Please return every line in the entries below with the word "pending" in it.
══ RECORDS SHOWN
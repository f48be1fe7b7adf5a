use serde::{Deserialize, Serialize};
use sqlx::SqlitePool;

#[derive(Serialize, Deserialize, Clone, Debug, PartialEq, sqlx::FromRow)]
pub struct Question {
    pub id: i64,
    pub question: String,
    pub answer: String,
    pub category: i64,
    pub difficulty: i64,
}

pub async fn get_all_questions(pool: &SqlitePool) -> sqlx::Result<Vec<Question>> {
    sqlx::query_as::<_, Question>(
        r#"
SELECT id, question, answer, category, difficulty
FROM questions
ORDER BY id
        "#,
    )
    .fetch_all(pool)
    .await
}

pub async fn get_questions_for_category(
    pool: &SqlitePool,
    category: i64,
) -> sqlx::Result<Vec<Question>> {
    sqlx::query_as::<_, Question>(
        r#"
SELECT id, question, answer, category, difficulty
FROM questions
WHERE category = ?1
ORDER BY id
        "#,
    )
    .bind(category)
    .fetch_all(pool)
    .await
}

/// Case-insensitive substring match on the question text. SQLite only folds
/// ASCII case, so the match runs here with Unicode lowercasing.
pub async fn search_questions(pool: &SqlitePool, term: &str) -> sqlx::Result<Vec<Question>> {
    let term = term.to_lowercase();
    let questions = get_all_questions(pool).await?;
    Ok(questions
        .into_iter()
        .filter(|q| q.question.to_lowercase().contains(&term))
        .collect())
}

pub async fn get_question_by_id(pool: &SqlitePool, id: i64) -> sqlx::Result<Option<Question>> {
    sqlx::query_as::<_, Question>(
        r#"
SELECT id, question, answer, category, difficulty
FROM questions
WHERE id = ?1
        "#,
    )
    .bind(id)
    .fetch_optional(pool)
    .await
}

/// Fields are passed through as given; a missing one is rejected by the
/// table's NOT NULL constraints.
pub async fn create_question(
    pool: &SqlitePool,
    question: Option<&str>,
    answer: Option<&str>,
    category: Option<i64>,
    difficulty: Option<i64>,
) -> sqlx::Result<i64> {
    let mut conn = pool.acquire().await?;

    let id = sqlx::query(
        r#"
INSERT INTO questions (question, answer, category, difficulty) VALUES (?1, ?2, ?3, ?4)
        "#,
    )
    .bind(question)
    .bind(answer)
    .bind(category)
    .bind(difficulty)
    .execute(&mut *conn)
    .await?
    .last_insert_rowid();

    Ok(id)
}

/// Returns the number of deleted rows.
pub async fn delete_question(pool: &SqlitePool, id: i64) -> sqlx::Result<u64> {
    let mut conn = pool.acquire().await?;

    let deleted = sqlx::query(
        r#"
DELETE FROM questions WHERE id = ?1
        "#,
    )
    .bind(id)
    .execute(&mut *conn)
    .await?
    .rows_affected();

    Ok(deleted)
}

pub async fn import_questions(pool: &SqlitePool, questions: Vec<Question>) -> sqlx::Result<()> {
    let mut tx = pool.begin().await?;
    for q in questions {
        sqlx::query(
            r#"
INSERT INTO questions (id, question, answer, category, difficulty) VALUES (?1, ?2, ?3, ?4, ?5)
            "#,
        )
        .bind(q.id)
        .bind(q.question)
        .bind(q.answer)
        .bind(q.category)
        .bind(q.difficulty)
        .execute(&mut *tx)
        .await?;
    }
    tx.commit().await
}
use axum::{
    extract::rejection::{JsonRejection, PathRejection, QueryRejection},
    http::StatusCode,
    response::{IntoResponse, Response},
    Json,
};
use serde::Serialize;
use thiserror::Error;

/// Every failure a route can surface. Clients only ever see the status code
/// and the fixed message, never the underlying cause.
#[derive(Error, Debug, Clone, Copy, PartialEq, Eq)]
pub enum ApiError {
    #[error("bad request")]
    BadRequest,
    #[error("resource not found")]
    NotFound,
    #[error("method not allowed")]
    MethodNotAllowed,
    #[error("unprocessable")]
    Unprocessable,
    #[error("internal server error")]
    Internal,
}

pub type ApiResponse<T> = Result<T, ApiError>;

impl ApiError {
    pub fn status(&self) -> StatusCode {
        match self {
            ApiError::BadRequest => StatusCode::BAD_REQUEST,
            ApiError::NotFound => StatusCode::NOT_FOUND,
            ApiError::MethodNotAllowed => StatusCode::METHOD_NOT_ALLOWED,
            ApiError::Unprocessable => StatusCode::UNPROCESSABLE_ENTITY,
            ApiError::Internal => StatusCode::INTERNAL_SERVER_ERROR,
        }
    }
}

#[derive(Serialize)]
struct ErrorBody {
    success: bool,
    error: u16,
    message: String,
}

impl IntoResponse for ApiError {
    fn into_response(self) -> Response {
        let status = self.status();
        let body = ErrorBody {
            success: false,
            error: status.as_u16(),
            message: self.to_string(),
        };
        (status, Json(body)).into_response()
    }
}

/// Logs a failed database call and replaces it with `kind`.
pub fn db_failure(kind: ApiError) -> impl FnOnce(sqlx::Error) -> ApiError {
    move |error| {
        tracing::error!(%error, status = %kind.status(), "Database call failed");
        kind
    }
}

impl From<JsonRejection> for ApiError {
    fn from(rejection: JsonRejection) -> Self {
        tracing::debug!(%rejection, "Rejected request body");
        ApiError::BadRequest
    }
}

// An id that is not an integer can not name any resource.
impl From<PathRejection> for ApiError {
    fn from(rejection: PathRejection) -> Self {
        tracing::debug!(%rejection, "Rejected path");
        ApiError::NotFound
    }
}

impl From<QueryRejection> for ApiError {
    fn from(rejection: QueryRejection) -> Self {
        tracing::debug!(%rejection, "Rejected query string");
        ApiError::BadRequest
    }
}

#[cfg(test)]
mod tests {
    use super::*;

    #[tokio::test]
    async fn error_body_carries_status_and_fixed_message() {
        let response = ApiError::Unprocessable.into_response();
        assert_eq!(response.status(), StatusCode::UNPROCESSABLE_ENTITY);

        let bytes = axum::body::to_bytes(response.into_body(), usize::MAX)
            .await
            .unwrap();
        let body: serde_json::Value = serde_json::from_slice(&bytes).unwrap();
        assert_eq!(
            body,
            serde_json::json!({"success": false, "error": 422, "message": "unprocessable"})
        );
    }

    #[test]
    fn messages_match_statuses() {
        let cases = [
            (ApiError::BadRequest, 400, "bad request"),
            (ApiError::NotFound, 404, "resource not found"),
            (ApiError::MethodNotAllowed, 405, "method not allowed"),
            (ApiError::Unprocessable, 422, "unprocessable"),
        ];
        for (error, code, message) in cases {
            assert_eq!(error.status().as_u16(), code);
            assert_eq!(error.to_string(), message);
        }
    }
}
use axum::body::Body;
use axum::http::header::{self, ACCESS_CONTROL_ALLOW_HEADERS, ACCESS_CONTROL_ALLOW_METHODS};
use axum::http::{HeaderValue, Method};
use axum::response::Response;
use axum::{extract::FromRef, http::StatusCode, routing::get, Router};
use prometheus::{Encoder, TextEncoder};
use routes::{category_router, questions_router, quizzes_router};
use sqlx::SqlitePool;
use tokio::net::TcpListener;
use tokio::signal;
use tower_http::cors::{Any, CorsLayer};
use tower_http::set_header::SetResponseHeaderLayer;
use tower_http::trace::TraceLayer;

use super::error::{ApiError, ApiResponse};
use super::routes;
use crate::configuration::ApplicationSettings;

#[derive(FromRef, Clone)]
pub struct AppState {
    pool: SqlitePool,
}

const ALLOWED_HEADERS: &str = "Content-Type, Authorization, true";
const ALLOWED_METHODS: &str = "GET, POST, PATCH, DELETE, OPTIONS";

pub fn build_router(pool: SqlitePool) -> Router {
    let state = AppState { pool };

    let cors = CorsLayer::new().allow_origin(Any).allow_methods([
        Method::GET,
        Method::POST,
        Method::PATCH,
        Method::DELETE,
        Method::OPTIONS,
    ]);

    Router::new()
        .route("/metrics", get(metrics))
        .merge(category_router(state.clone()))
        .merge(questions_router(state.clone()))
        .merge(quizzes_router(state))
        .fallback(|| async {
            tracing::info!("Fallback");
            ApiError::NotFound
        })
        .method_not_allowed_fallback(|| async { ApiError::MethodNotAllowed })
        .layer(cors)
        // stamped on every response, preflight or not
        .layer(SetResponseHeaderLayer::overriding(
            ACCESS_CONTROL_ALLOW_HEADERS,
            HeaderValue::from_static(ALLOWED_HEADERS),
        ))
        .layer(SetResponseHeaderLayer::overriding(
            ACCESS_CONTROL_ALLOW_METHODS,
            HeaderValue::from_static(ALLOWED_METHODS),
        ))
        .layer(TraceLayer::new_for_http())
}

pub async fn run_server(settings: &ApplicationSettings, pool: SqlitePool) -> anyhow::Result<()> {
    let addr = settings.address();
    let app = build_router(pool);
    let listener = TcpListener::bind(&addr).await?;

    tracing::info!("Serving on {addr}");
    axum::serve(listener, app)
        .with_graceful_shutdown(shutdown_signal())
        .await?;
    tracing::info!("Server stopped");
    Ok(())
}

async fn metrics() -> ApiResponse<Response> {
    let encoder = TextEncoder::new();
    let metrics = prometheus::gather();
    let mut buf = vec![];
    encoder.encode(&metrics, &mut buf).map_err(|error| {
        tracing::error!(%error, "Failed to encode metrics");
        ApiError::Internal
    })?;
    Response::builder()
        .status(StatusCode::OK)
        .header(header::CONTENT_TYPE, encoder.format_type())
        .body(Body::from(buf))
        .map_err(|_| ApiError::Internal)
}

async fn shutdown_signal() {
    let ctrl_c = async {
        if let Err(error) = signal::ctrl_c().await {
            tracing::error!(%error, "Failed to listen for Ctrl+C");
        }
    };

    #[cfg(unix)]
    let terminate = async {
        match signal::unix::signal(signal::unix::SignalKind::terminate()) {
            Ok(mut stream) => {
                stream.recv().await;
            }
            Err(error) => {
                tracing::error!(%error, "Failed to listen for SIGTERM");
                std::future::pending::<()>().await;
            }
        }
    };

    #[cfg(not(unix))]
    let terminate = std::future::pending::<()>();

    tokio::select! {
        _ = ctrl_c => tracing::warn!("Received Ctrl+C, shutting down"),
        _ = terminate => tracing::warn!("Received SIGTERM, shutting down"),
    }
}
════
══ RECORDS SHOWN
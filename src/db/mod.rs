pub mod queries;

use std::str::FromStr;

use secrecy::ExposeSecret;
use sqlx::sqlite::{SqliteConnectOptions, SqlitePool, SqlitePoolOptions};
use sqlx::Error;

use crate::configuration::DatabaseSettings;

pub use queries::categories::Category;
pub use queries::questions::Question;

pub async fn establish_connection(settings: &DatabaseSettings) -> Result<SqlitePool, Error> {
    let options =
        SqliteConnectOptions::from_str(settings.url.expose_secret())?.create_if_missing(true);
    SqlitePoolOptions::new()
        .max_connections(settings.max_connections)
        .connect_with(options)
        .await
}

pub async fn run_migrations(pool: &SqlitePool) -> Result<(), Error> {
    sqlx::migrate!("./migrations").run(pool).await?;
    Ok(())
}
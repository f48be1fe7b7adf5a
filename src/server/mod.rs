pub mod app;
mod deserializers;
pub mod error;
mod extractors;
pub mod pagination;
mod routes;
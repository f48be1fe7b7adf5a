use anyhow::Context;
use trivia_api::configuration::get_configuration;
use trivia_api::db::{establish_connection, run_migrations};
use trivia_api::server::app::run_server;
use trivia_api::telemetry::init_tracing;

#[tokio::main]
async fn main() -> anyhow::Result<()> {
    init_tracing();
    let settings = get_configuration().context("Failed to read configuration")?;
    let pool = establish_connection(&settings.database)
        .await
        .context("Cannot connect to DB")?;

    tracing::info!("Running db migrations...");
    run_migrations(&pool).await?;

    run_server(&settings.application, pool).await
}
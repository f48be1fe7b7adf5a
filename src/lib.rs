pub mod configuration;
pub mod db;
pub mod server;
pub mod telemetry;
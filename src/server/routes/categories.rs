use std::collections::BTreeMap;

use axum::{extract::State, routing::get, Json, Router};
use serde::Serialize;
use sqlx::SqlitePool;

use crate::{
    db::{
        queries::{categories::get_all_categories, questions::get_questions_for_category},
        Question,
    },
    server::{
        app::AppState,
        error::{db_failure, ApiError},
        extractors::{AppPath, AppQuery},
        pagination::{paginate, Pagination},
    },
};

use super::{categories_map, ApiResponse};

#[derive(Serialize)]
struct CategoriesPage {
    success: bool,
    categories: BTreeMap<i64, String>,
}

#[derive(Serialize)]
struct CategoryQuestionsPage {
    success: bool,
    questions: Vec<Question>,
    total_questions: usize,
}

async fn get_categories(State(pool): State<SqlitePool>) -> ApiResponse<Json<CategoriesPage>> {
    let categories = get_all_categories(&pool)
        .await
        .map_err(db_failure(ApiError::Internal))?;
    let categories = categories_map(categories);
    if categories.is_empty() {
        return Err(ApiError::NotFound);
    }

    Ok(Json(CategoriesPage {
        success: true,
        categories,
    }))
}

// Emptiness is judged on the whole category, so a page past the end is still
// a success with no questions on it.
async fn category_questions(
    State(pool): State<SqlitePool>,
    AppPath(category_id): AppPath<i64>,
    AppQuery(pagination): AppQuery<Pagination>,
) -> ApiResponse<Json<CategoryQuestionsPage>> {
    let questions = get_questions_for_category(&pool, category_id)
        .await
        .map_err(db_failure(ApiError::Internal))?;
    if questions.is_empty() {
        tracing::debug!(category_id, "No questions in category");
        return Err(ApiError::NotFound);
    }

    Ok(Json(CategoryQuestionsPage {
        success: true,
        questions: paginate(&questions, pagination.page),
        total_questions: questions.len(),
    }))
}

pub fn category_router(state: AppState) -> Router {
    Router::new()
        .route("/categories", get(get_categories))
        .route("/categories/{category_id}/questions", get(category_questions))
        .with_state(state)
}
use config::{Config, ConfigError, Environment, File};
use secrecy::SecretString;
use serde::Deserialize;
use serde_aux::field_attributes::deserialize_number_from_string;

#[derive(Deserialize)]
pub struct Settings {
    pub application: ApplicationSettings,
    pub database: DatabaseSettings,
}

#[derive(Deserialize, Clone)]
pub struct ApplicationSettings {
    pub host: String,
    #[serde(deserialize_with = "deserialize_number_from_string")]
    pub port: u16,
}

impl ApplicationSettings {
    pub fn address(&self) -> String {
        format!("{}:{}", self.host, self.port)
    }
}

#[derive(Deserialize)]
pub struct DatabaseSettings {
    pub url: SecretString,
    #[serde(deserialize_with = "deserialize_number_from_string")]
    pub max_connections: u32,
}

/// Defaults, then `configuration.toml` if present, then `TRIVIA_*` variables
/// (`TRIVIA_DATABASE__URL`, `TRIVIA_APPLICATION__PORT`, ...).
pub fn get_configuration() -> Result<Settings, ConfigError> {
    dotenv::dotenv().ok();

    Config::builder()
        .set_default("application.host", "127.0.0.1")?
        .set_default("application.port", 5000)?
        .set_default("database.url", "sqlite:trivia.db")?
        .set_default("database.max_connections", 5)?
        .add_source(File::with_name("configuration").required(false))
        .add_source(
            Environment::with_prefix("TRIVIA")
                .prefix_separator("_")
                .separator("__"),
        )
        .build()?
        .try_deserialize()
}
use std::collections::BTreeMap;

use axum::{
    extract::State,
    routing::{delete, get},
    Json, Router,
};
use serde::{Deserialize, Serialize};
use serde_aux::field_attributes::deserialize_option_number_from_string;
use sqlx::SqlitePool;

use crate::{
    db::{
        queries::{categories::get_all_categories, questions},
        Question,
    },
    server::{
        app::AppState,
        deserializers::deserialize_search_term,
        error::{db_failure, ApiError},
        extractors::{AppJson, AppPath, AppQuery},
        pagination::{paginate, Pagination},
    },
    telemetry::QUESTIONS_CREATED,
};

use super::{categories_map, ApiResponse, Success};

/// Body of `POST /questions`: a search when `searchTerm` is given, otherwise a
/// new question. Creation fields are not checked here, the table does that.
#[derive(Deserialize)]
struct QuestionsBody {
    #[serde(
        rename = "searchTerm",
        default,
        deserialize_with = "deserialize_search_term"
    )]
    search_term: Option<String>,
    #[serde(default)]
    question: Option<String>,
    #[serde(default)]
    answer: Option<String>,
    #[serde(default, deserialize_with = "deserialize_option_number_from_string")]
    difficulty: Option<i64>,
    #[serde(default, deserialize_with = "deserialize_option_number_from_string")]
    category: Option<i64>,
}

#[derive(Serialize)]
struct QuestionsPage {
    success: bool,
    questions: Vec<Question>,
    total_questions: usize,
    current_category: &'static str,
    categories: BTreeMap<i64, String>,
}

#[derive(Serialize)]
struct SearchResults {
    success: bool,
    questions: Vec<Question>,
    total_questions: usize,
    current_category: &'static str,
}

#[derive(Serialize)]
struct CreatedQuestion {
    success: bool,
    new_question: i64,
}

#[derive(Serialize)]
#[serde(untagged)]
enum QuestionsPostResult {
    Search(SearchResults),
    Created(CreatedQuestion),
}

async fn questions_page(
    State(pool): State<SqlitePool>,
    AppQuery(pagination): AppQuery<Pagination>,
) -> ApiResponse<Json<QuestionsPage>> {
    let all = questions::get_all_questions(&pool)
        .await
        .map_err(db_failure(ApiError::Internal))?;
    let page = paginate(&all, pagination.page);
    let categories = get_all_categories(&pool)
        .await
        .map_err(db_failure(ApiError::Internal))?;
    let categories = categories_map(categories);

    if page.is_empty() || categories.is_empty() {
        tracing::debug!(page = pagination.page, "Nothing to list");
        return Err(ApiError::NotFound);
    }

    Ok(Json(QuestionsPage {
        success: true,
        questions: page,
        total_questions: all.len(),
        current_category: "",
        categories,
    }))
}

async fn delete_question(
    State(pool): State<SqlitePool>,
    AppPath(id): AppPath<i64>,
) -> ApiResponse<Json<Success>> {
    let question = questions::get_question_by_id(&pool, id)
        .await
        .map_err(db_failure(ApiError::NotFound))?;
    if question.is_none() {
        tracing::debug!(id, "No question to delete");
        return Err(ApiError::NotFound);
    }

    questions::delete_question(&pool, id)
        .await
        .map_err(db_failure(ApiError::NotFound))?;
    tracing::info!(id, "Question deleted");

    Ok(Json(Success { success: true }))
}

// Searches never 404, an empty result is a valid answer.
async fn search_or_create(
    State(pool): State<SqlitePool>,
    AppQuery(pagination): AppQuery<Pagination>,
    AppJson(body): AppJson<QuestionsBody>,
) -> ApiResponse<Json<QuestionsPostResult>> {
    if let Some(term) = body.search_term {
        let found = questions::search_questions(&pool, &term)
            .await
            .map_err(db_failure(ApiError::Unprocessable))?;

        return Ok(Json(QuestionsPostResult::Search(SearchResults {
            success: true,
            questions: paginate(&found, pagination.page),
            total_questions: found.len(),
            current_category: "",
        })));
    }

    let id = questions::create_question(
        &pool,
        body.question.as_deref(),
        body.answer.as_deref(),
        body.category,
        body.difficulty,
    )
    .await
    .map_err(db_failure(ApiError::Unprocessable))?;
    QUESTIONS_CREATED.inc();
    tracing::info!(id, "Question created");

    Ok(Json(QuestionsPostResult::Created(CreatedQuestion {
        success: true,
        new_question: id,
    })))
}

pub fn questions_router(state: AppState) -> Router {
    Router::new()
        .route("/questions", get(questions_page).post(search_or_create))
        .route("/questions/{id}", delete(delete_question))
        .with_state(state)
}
════
RESPONSE TO THE EXERCISE.
                std::future::pending::<()>().await;
    let terminate = std::future::pending::<()>();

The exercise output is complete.